Taxonomy of Technological Unemployment Solutions (and Defeaters)



This post represents my latest attempt to categorize the possible solutions to technological unemployment. It’s largely based on episode 14 of the Review the Future Podcast so for a more detailed treatment of this topic, you can listen here.

To begin, I’d like to talk about some of the defeaters to technological unemployment that could mean either (a) it won’t happen or (b) it won’t be a problem.

DEFEATERS

Lowered Cost of Living – The technological bounty produced by new technologies could be so great that high rates of unemployment may not be that big a deal. If current trends reverse, and advanced technologies begin to drive down the price of key goods like housing, health care, and education, then people might be able to live reasonably comfortable lives with very little income. The small income required could come from just a few odd jobs performed throughout the year, or alternately people might cluster in households where the income of those who are fortunate enough to still have work is shared and used to pay for everyone’s expenses. In addition, with high returns to capital and low costs to living, interest on even very small investments might allow for a reasonably comfortable life. And for those who still fall though the cracks, non-profits and charities might step in. Such philanthropic activities will be greatly empowered since the cost of doing good will be much cheaper than ever before.

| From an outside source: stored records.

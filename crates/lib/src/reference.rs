//! Store URIs.
//!
//! Supported forms:
//! - `local`, `local?root=/tmp/store&log=/tmp/log`
//! - `/abs/path` (local store rooted there)
//! - `s3://<bucket>?region=...`

use url::Url;
use url::form_urlencoded;

use crate::config::{LocalFsStoreConfig, StoreParams};
use crate::remote::S3BinaryCacheStoreConfig;
use crate::{Error, Result};

#[derive(Debug, Clone, PartialEq, Eq)]
pub enum StoreReference {
  Local(LocalFsStoreConfig),
  S3(S3BinaryCacheStoreConfig),
}

impl StoreReference {
  pub fn parse(uri: &str) -> Result<Self> {
    let (head, query) = match uri.split_once('?') {
      Some((head, query)) => (head, query),
      None => (uri, ""),
    };

    if head == "local" {
      return Ok(Self::Local(LocalFsStoreConfig::from_params(&parse_query(query))));
    }

    if head.starts_with('/') {
      return Ok(Self::Local(LocalFsStoreConfig::new(head, &parse_query(query))));
    }

    let url = Url::parse(uri).map_err(|_| Error::UnsupportedStoreUri(uri.to_string()))?;
    match url.scheme() {
      "s3" => {
        let bucket = url
          .host_str()
          .ok_or_else(|| Error::UnsupportedStoreUri(uri.to_string()))?;
        let params: StoreParams = url.query_pairs().into_owned().collect();
        Ok(Self::S3(S3BinaryCacheStoreConfig::new("s3", bucket, &params)))
      }
      _ => Err(Error::UnsupportedStoreUri(uri.to_string())),
    }
  }
}

fn parse_query(query: &str) -> StoreParams {
  form_urlencoded::parse(query.as_bytes()).into_owned().collect()
}
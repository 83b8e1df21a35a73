//! lstore-lib: local realization of a content-addressed store
//!
//! This crate maps the virtual store namespace (`/nix/store/<hash>-<name>/...`)
//! onto a real directory tree:
//! - `LocalFsStore`: the store on disk, with archive export and build-log lookup
//! - `LocalStoreAccessor`: a read-only file tree gated by path validity
//! - `S3BinaryCacheStoreConfig`: configuration carrier for object-store caches
//! - `StoreReference`: store URI parsing into one of the above configurations

pub mod accessor;
pub mod archive;
pub mod canon_path;
pub mod compression;
pub mod config;
pub mod consts;
pub mod error;
pub mod local_store;
pub mod reference;
pub mod remote;
pub mod store;
pub mod store_path;

pub use accessor::{DirEntries, FileKind, PosixAccessor, SourceAccessor, Stat};
pub use canon_path::CanonPath;
pub use config::{LocalFsStoreConfig, SettingInfo, StoreParams};
pub use error::Error;
pub use local_store::{LocalFsStore, LocalStoreAccessor, fs_accessor};
pub use reference::StoreReference;
pub use remote::S3BinaryCacheStoreConfig;
pub use store::{Store, ValidPathSet, ValidPaths};
pub use store_path::{StoreDir, StorePath};

/// Result type for store operations
pub type Result<T> = std::result::Result<T, Error>;
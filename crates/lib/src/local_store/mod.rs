//! The store realized on a local filesystem.
//!
//! # Layout
//!
//! ```text
//! <real root>/                  # configured root, or the store directory itself
//! └── <hash>-<name>/...         # store path contents
//! <log dir>/drvs/
//! ├── <first 2>/<rest>[.bz2]    # sharded build logs
//! └── <base>[.bz2]              # flat build logs
//! <state dir>/valid-paths.json  # registered store paths
//! ```

mod accessor;
mod logs;

use std::io::Write;
use std::path::PathBuf;
use std::sync::Arc;

use tracing::debug;

use crate::archive;
use crate::config::LocalFsStoreConfig;
use crate::store::{Store, ValidPathSet, ValidPaths};
use crate::store_path::{StoreDir, StorePath};
use crate::{Error, Result};

pub use accessor::LocalStoreAccessor;

pub struct LocalFsStore {
  config: LocalFsStoreConfig,
  valid_paths: Arc<dyn ValidPaths>,
}

impl LocalFsStore {
  pub fn new(config: LocalFsStoreConfig, valid_paths: Arc<dyn ValidPaths>) -> Self {
    Self { config, valid_paths }
  }

  /// Open a store, loading its path registry from the state directory.
  pub fn open(config: LocalFsStoreConfig) -> Result<Self> {
    let valid_paths = ValidPathSet::load(&config.valid_paths_file())?;
    debug!(
      store_dir = %config.store_dir,
      real_root = %real_root_of(&config).display(),
      registered = valid_paths.len(),
      "opened local store"
    );
    Ok(Self::new(config, Arc::new(valid_paths)))
  }

  pub fn config(&self) -> &LocalFsStoreConfig {
    &self.config
  }

  /// The real directory that holds the store path directories.
  pub fn real_root(&self) -> PathBuf {
    real_root_of(&self.config)
  }

  /// Real on-disk location of a store path.
  pub fn real_path(&self, path: &StorePath) -> PathBuf {
    self.real_root().join(path.to_string())
  }

  /// A read-only file tree over the store's virtual paths.
  ///
  /// With `require_valid_path`, paths not registered in the store are refused.
  pub fn get_accessor(self: &Arc<Self>, require_valid_path: bool) -> LocalStoreAccessor {
    LocalStoreAccessor::new(Arc::clone(self), require_valid_path)
  }

  /// Serialize a valid store path into `sink` as an archive.
  pub fn export_archive(&self, path: &StorePath, sink: &mut dyn Write) -> Result<()> {
    if !self.is_valid_path(path) {
      return Err(Error::PathNotValid(self.print_store_path(path)));
    }
    archive::dump_path(&self.real_path(path), sink)
  }

  /// Registered store paths, sorted by base name.
  pub fn query_valid_paths(&self) -> Vec<StorePath> {
    let mut paths = self.valid_paths.all();
    paths.sort();
    paths
  }
}

fn real_root_of(config: &LocalFsStoreConfig) -> PathBuf {
  match &config.root_dir {
    Some(root) => root.clone(),
    None => PathBuf::from(config.store_dir.as_canon().abs()),
  }
}

impl Store for LocalFsStore {
  fn store_dir(&self) -> &StoreDir {
    &self.config.store_dir
  }

  fn is_valid_path(&self, path: &StorePath) -> bool {
    self.valid_paths.is_valid(path)
  }

  fn uri(&self) -> String {
    match &self.config.root_dir {
      Some(root) => format!("local?root={}", root.display()),
      None => "local".to_string(),
    }
  }

  fn as_local_fs(self: Arc<Self>) -> Option<Arc<LocalFsStore>> {
    Some(self)
  }
}

/// Get an accessor from a generic store handle.
///
/// Fails with `NotLocalFsStore` if the handle isn't backed by a local filesystem store.
pub fn fs_accessor(store: Arc<dyn Store>, require_valid_path: bool) -> Result<LocalStoreAccessor> {
  let uri = store.uri();
  let local = store.as_local_fs().ok_or(Error::NotLocalFsStore(uri))?;
  Ok(local.get_accessor(require_valid_path))
}
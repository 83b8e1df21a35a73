use std::io::{self, BufWriter, Write};

use anyhow::{Context, Result};

use lstore_lib::Store;
use lstore_lib::archive::NarHasher;

use crate::store::open_local;

pub fn cmd_dump(store_uri: &str, path: &str, hash: bool) -> Result<()> {
  let store = open_local(store_uri)?;
  let store_path = store.store_dir().parse_path_or_base_name(path)?;

  if hash {
    let mut hasher = NarHasher::new();
    store
      .export_archive(&store_path, &mut hasher)
      .with_context(|| format!("Failed to hash '{}'", path))?;
    println!("{}", hasher.finish());
    return Ok(());
  }

  let stdout = io::stdout();
  let mut out = BufWriter::new(stdout.lock());
  store
    .export_archive(&store_path, &mut out)
    .with_context(|| format!("Failed to dump '{}'", path))?;
  out.flush()?;

  Ok(())
}
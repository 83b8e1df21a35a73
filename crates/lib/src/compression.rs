//! Decompression of stored blobs (build logs, cache files).

use std::io::Read;

use bzip2::read::BzDecoder;
use flate2::read::GzDecoder;

use crate::{Error, Result};

/// Decompress `data` with the named method.
///
/// Supported methods: `none` (or empty), `bzip2`, `gzip`.
pub fn decompress(method: &str, data: &[u8]) -> Result<Vec<u8>> {
  let mut out = Vec::new();
  let read = match method {
    "" | "none" => return Ok(data.to_vec()),
    "bzip2" => BzDecoder::new(data).read_to_end(&mut out),
    "gzip" => GzDecoder::new(data).read_to_end(&mut out),
    other => return Err(Error::UnknownCompression(other.to_string())),
  };

  read.map_err(|e| Error::Decompression {
    method: method.to_string(),
    message: e.to_string(),
  })?;
  Ok(out)
}

#[cfg(test)]
mod tests {
  use super::*;
  use std::io::Write;

  fn bzip2_bytes(data: &[u8]) -> Vec<u8> {
    let mut encoder = bzip2::write::BzEncoder::new(Vec::new(), bzip2::Compression::default());
    encoder.write_all(data).unwrap();
    encoder.finish().unwrap()
  }

  fn gzip_bytes(data: &[u8]) -> Vec<u8> {
    let mut encoder = flate2::write::GzEncoder::new(Vec::new(), flate2::Compression::default());
    encoder.write_all(data).unwrap();
    encoder.finish().unwrap()
  }

  #[test]
  fn decompresses_bzip2() {
    let compressed = bzip2_bytes(b"build output\n");
    assert_eq!(decompress("bzip2", &compressed).unwrap(), b"build output\n");
  }

  #[test]
  fn decompresses_gzip() {
    let compressed = gzip_bytes(b"build output\n");
    assert_eq!(decompress("gzip", &compressed).unwrap(), b"build output\n");
  }

  #[test]
  fn none_passes_data_through() {
    assert_eq!(decompress("none", b"raw").unwrap(), b"raw");
    assert_eq!(decompress("", b"raw").unwrap(), b"raw");
  }

  #[test]
  fn malformed_input_is_an_error() {
    assert!(matches!(
      decompress("bzip2", b"definitely not bzip2"),
      Err(Error::Decompression { .. })
    ));
  }

  #[test]
  fn unknown_method_is_an_error() {
    assert!(matches!(decompress("zstd", b""), Err(Error::UnknownCompression(_))));
  }
}
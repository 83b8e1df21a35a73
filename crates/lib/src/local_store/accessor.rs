//! Store-aware file tree accessor.

use std::io::Write;
use std::sync::Arc;

use tracing::debug;

use super::LocalFsStore;
use crate::accessor::{DirEntries, PosixAccessor, SourceAccessor, Stat};
use crate::canon_path::CanonPath;
use crate::store::Store;
use crate::{Error, Result};

/// Serves virtual store paths (`/nix/store/<hash>-<name>/...`) from the store's real root.
///
/// Holds no mutable state, so one accessor can be shared across threads.
pub struct LocalStoreAccessor {
  store: Arc<LocalFsStore>,
  require_valid_path: bool,
  real: PosixAccessor,
}

impl LocalStoreAccessor {
  pub fn new(store: Arc<LocalFsStore>, require_valid_path: bool) -> Self {
    let real = PosixAccessor::new(store.real_root());
    Self {
      store,
      require_valid_path,
      real,
    }
  }

  /// Map a virtual path to its location under the real root, enforcing validity.
  fn to_real_path(&self, path: &CanonPath) -> Result<CanonPath> {
    let (store_path, rest) = self.store.store_dir().to_store_path(path)?;
    if self.require_valid_path && !self.store.is_valid_path(&store_path) {
      debug!(path = %path, "refusing access to unregistered store path");
      return Err(Error::InvalidPath(self.store.print_store_path(&store_path)));
    }

    let mut real = CanonPath::root();
    real.push(&store_path.to_string());
    Ok(real.join(&rest))
  }
}

impl SourceAccessor for LocalStoreAccessor {
  fn maybe_lstat(&self, path: &CanonPath) -> Result<Option<Stat>> {
    // The store directory and its parents have no single backing directory.
    if self.store.store_dir().as_canon().is_within(path) {
      return Ok(Some(Stat::directory()));
    }
    self.real.maybe_lstat(&self.to_real_path(path)?)
  }

  fn read_directory(&self, path: &CanonPath) -> Result<DirEntries> {
    self.real.read_directory(&self.to_real_path(path)?)
  }

  fn read_file(&self, path: &CanonPath, sink: &mut dyn Write, size_callback: &mut dyn FnMut(u64)) -> Result<()> {
    self.real.read_file(&self.to_real_path(path)?, sink, size_callback)
  }

  fn read_link(&self, path: &CanonPath) -> Result<String> {
    self.real.read_link(&self.to_real_path(path)?)
  }
}
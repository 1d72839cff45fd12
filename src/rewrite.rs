use crate::event::Event;

/// Move an event to its assigned spill time, in place.
///
/// The reference is the time of the first primary vertex, captured before
/// any mutation. Every primary vertex is set to `new_time` directly (the
/// vertices of one interaction are treated as simultaneous), while
/// trajectory points and hit segments keep their offsets against the
/// reference. Because the first vertex carries the new time afterwards,
/// rewriting is idempotent under composition: shifting to `t1` and then to
/// `t2` equals shifting the original event straight to `t2`.
pub fn shift_event_times(event: &mut Event, new_time: f64) {
    let reference = event.reference_time();

    for vertex in &mut event.primaries {
        vertex.position.t = new_time;
    }

    for trajectory in &mut event.trajectories {
        for point in &mut trajectory.points {
            point.position.t = new_time + (point.position.t - reference);
        }
    }

    for segments in event.segment_detectors.values_mut() {
        for hit in segments {
            hit.start.t = new_time + (hit.start.t - reference);
            hit.stop.t = new_time + (hit.stop.t - reference);
        }
    }
}
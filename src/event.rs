use std::collections::BTreeMap;

use bincode::{Decode, Encode};

#[derive(Debug, Clone, Copy, PartialEq, Encode, Decode)]
pub struct FourVector {
    pub x: f64,
    pub y: f64,
    pub z: f64,
    pub t: f64,
}

impl FourVector {
    pub fn new(x: f64, y: f64, z: f64, t: f64) -> Self {
        FourVector { x, y, z, t }
    }
}

#[derive(Debug, Clone, PartialEq, Encode, Decode)]
pub struct PrimaryVertex {
    pub position: FourVector,
}

#[derive(Debug, Clone, PartialEq, Encode, Decode)]
pub struct TrajectoryPoint {
    pub position: FourVector,
}

#[derive(Debug, Clone, PartialEq, Encode, Decode)]
pub struct Trajectory {
    pub track_id: i32,
    pub parent_id: i32,
    pub pdg_code: i32,
    pub points: Vec<TrajectoryPoint>,
}

#[derive(Debug, Clone, PartialEq, Encode, Decode)]
pub struct HitSegment {
    pub start: FourVector,
    pub stop: FourVector,
    pub energy_deposit: f64,
}

/// One simulated interaction. All time fields of a freshly produced event
/// share a single reference frame: the time of its first primary vertex.
#[derive(Debug, Clone, PartialEq, Encode, Decode)]
pub struct Event {
    /// Unique within one source stream. Must be non-negative at read time;
    /// merged output uses the remapped identifier space instead.
    pub id: i64,
    pub primaries: Vec<PrimaryVertex>,
    pub trajectories: Vec<Trajectory>,
    pub segment_detectors: BTreeMap<String, Vec<HitSegment>>,
}

impl Event {
    pub fn new(id: i64) -> Self {
        Event {
            id,
            primaries: Vec::new(),
            trajectories: Vec::new(),
            segment_detectors: BTreeMap::new(),
        }
    }

    /// Time of the first primary vertex, the event's reference time.
    /// Vertex-less events fall back to 0.
    pub fn reference_time(&self) -> f64 {
        self.primaries.first().map(|v| v.position.t).unwrap_or(0.0)
    }
}
use std::path::PathBuf;

use clap::Parser;
use itertools::Itertools;

use spillbuild::sink::SpillArchive;
use spillbuild::source::{EventFile, SourceStream};
use spillbuild::SpillError;

#[derive(Parser)]
#[command(name = "inspect_spills")]
#[command(about = "Print the composition of a spill archive", long_about = None)]
struct Cli {
    /// Spill archive directory
    archive: PathBuf,
}

fn main() -> Result<(), SpillError> {
    let cli = Cli::parse();

    let map = SpillArchive::read_map(&cli.archive)?;
    let mut events_file = EventFile::open(&SpillArchive::events_path(&cli.archive))?;

    let mut events = Vec::with_capacity(events_file.count());
    for position in 0..events_file.count() {
        events.push(events_file.read(position)?);
    }

    println!("[inspect_spills] archive: {}", cli.archive.display());
    println!(
        "[inspect_spills] {} event(s), {} mapped",
        events.len(),
        map.len()
    );

    // Emission order groups events by spill already.
    for (spill, group) in &events
        .iter()
        .group_by(|event| map.get(&event.id).copied().unwrap_or(0))
    {
        let group: Vec<_> = group.collect();
        let beam = group.iter().filter(|e| e.id >= 0).count();
        let rock = group.len() - beam;

        let times: Vec<f64> = group
            .iter()
            .filter_map(|e| e.primaries.first().map(|v| v.position.t))
            .collect();

        if times.is_empty() {
            println!(
                "[inspect_spills] spill {:>4}: {:>4} events ({} beam, {} rock)",
                spill,
                group.len(),
                beam,
                rock
            );
        } else {
            let lo = times.iter().cloned().fold(f64::INFINITY, f64::min);
            let hi = times.iter().cloned().fold(f64::NEG_INFINITY, f64::max);
            println!(
                "[inspect_spills] spill {:>4}: {:>4} events ({} beam, {} rock), t {:.1}..{:.1} ns",
                spill,
                group.len(),
                beam,
                rock,
                lo,
                hi
            );
        }
    }

    Ok(())
}
use rand::{Rng, SeedableRng};
use rand_chacha::ChaCha8Rng;
use rand_distr::{Distribution, Poisson};

/// Uniform and Poisson draws backing the timing sampler and the planner.
/// A run owns exactly one source so successive draws stay statistically
/// independent; implementations must never reseed per call.
pub trait RandomSource {
    /// Uniform real in [0, 1).
    fn uniform(&mut self) -> f64;
    /// Uniform integer in [0, n).
    fn integer(&mut self, n: u32) -> u32;
    /// Poisson-distributed count with the given mean. A mean of zero
    /// always yields zero.
    fn poisson(&mut self, mean: f64) -> usize;
}

pub struct SpillRng {
    inner: ChaCha8Rng,
}

impl SpillRng {
    pub fn seeded(seed: u64) -> Self {
        SpillRng {
            inner: ChaCha8Rng::seed_from_u64(seed),
        }
    }

    pub fn from_entropy() -> Self {
        SpillRng {
            inner: ChaCha8Rng::from_entropy(),
        }
    }
}

impl RandomSource for SpillRng {
    fn uniform(&mut self) -> f64 {
        self.inner.gen_range(0.0..1.0)
    }

    fn integer(&mut self, n: u32) -> u32 {
        self.inner.gen_range(0..n)
    }

    fn poisson(&mut self, mean: f64) -> usize {
        if mean <= 0.0 {
            return 0;
        }
        // Means are validated finite and positive at configuration time.
        let dist = Poisson::new(mean).expect("poisson mean must be finite and positive");
        dist.sample(&mut self.inner) as usize
    }
}

#[cfg(test)]
mod tests {
    use super::*;

    #[test]
    fn test_seeded_runs_repeat() {
        let mut a = SpillRng::seeded(17);
        let mut b = SpillRng::seeded(17);

        for _ in 0..100 {
            assert_eq!(a.uniform(), b.uniform());
            assert_eq!(a.integer(84), b.integer(84));
            assert_eq!(a.poisson(4.2), b.poisson(4.2));
        }
    }

    #[test]
    fn test_uniform_in_unit_interval() {
        let mut rng = SpillRng::seeded(1);
        for _ in 0..10_000 {
            let u = rng.uniform();
            assert!((0.0..1.0).contains(&u));
        }
    }

    #[test]
    fn test_integer_below_bound() {
        let mut rng = SpillRng::seeded(2);
        for _ in 0..10_000 {
            assert!(rng.integer(6) < 6);
        }
    }

    #[test]
    fn test_poisson_zero_mean() {
        let mut rng = SpillRng::seeded(3);
        for _ in 0..100 {
            assert_eq!(rng.poisson(0.0), 0);
        }
    }

    #[test]
    fn test_poisson_mean_tracks_parameter() {
        let mut rng = SpillRng::seeded(4);
        let draws = 10_000;
        let total: usize = (0..draws).map(|_| rng.poisson(10.0)).sum();
        let mean = total as f64 / draws as f64;
        assert!((9.5..10.5).contains(&mean), "sample mean {} too far from 10", mean);
    }
}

Intelligence Augmentation – If people are losing jobs to smart machines then one solution is to make people smarter. The obvious first step is simply better education, enabled by technological advances such as online distribution, augmented reality , gamification, individualized learning environments, and so on. However, it may eventually become possible to actually enhance human intelligence, whether through drugs, genetics, or brain implants. As a result, people could become upgradeable in the way that machines are today, thus closing the competitive gap between the humans and machines.

New Demands and New Platforms – This outcome has two components. First, there may be a growing market for new kinds of goods that cannot be automated away or that directly monetize “humanness.” These include positional goods like status, time-limited goods like attention, and human-centric goods like shared experiences. Second, new peer-to-peer platforms might enable the monetization of these somewhat intangible goods in a way that allows the participation of significant portions of the population.

SOLUTIONS

If the above defeaters do not happen (or do not happen soon enough) then technological unemployment may require solutions that are more governmental in nature. I have broken these solutions into four categories.

Technological Relinquishment – If technology is causing the problem, we could just give up certain technologies. In its most extreme form, relinquishment would mean banning certain technologies outright. However there are many softer forms of relinquishment, such as incentivizing businesses to hire human workers instead of using machines. While on the surface such policies might be seen as “pro-human” they can just as easily be viewed as “anti-technology.” The idea here would be to limit the spread of technology into areas where human jobs are being threatened.

Artificial Scarcity – A world of technological unemployment is also probably a world of abundance. This abundance has two dimensions: labor and goods. An abundance of human labor will exist because we will have more people willing to work then can find jobs. Thus, we could artificially constrain the supply of labor by limiting the amount of hours people can work. This could be done through shorter work days, shorter work weeks, or shorter careers (early retirement).

An abundance of goods will exist because of the ever increasing digitization of everything. Digital goods can be hard to monetize because of their near zero marginal cost to reproduce. Thus digital goods are vulnerable to both cheap imitations and piracy. Therefore one solution might be to constrain the supply of goods artificially through the use of intellectual property and digital rights management. We already do this today, but it might be theoretically possible to institute a revised version of this system that better compensates the growing numbers of amateurs producing valuable digital content.

Expanded Social Safety Nets – Another solution is to expand our social safety nets to guarantee the livelihood of the growing unemployed. There are many ways to implement such safety nets. Here’s a partial list of methods, ranging from the more decentralized to the more paternalistic.

  • Unconditional Basic Income (just paying people for nothing)
  • Conditional Money Transfers (that require means testing or participation in some sort of program)
  • Vouchers (to be spent on only certain high priority needs)
  • Direct Provisioning (just give people food, housing, health care, directly)
  • Government Created Jobs (paying people to build infrastructure, do community service, read books, dig virtual ditches, etc)

Automation Socialism – This would be a reorganization of society along socialist lines, but with the added benefit of automation to solve some of the traditional problems of socialism like worker incentives (machines don’t need to be incentivized) and inefficient distribution of resources (technologically enabled abundance could make any efficiency loss negligible).